■ **Exercise details**: Restate verbatim the span of lines below between the line with "the file's directory." and the line with "if let Some(base)", including those two lines, and only that span.

■ **Data supplied**:
________________________________________
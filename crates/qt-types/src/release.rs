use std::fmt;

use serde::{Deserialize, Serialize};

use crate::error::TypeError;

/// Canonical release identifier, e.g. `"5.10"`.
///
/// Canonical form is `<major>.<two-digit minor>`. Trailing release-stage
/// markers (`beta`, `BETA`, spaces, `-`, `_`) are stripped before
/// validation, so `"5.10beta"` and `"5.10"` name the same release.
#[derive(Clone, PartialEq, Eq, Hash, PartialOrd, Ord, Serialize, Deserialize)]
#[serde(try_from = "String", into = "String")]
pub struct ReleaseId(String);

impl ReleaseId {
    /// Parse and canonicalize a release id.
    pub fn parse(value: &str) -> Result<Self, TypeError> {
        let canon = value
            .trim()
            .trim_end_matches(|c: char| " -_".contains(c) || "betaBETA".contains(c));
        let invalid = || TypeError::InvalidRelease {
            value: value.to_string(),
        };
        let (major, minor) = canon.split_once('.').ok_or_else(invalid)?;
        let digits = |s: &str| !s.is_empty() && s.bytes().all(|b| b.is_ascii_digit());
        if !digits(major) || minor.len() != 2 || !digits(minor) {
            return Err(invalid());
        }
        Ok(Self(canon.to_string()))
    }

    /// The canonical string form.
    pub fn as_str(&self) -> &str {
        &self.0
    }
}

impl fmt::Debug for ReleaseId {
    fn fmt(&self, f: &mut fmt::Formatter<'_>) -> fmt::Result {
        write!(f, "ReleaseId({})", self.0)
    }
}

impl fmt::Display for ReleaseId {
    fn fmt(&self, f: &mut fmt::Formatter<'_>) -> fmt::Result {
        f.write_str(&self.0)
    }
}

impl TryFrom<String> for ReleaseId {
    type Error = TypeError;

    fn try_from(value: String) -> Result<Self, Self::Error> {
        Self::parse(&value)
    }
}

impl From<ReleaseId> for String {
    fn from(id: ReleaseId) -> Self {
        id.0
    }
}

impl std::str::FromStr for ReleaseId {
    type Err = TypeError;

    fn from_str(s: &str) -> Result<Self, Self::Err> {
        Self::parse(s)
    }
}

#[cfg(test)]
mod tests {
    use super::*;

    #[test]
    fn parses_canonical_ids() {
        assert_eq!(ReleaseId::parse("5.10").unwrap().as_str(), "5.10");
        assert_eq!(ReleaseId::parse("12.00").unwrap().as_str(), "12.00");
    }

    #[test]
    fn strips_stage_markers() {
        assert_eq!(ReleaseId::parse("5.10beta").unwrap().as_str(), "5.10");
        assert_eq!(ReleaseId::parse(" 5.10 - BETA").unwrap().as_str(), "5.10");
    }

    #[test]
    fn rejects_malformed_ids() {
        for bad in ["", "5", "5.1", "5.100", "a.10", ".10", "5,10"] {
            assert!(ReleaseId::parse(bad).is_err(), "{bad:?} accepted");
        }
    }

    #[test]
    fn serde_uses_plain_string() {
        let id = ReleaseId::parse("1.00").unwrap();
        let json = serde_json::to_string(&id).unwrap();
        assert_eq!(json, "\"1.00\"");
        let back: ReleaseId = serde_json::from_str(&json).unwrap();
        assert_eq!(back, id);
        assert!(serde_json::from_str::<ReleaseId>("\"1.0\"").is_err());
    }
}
________________________________________
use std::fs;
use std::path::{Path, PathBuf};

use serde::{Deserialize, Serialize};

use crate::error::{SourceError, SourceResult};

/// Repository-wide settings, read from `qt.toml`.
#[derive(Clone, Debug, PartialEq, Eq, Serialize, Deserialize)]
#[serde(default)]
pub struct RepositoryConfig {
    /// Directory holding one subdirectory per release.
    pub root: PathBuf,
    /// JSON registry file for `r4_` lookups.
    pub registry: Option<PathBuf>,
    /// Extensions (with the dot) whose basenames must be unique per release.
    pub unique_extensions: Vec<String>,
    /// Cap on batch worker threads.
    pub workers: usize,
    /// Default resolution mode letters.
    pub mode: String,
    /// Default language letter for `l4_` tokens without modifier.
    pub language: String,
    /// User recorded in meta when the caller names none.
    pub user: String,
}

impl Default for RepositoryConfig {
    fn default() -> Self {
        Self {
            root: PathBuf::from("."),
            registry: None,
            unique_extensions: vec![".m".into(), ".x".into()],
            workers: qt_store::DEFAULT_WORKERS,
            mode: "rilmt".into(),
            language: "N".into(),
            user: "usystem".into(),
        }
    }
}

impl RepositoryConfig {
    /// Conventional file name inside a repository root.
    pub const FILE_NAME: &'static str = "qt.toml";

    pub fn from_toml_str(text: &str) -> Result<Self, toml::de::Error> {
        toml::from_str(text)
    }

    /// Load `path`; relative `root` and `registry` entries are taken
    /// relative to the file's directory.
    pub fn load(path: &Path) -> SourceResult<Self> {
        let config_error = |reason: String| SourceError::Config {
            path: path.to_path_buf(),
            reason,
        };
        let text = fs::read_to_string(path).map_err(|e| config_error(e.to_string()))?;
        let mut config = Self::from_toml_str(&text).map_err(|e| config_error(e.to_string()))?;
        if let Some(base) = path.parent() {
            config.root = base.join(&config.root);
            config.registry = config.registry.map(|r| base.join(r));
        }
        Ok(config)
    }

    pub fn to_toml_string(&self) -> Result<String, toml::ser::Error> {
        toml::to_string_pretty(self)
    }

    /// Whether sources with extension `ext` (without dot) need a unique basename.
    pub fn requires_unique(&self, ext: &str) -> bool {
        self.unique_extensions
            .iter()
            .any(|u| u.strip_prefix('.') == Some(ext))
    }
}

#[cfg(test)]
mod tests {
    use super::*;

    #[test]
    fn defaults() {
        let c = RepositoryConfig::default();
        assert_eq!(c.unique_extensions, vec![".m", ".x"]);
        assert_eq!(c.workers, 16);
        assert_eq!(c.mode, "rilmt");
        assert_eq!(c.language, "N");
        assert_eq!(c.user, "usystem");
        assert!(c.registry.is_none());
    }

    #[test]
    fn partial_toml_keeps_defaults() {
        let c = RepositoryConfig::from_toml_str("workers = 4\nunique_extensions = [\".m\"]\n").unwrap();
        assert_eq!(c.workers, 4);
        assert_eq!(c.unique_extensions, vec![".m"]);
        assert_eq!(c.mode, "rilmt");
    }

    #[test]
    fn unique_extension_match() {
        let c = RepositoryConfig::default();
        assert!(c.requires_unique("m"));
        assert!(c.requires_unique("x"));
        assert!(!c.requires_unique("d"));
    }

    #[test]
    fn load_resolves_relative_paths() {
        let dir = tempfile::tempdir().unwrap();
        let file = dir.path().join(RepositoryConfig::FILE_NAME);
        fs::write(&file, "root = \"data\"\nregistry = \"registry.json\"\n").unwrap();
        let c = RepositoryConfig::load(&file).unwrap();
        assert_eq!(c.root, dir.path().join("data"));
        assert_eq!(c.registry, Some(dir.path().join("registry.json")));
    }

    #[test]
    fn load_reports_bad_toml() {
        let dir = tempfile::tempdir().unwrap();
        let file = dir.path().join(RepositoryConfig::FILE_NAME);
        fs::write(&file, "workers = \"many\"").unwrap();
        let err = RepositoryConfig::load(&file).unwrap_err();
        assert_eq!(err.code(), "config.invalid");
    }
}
________________________________________
■ **Solution to the problem**:
    /// relative to the file's directory.
    pub fn load(path: &Path) -> SourceResult<Self> {
        let config_error = |reason: String| SourceError::Config {
            path: path.to_path_buf(),
            reason,
        };
        let text = fs::read_to_string(path).map_err(|e| config_error(e.to_string()))?;
        let mut config = Self::from_toml_str(&text).map_err(|e| config_error(e.to_string()))?;
        if let Some(base) = path.parent() {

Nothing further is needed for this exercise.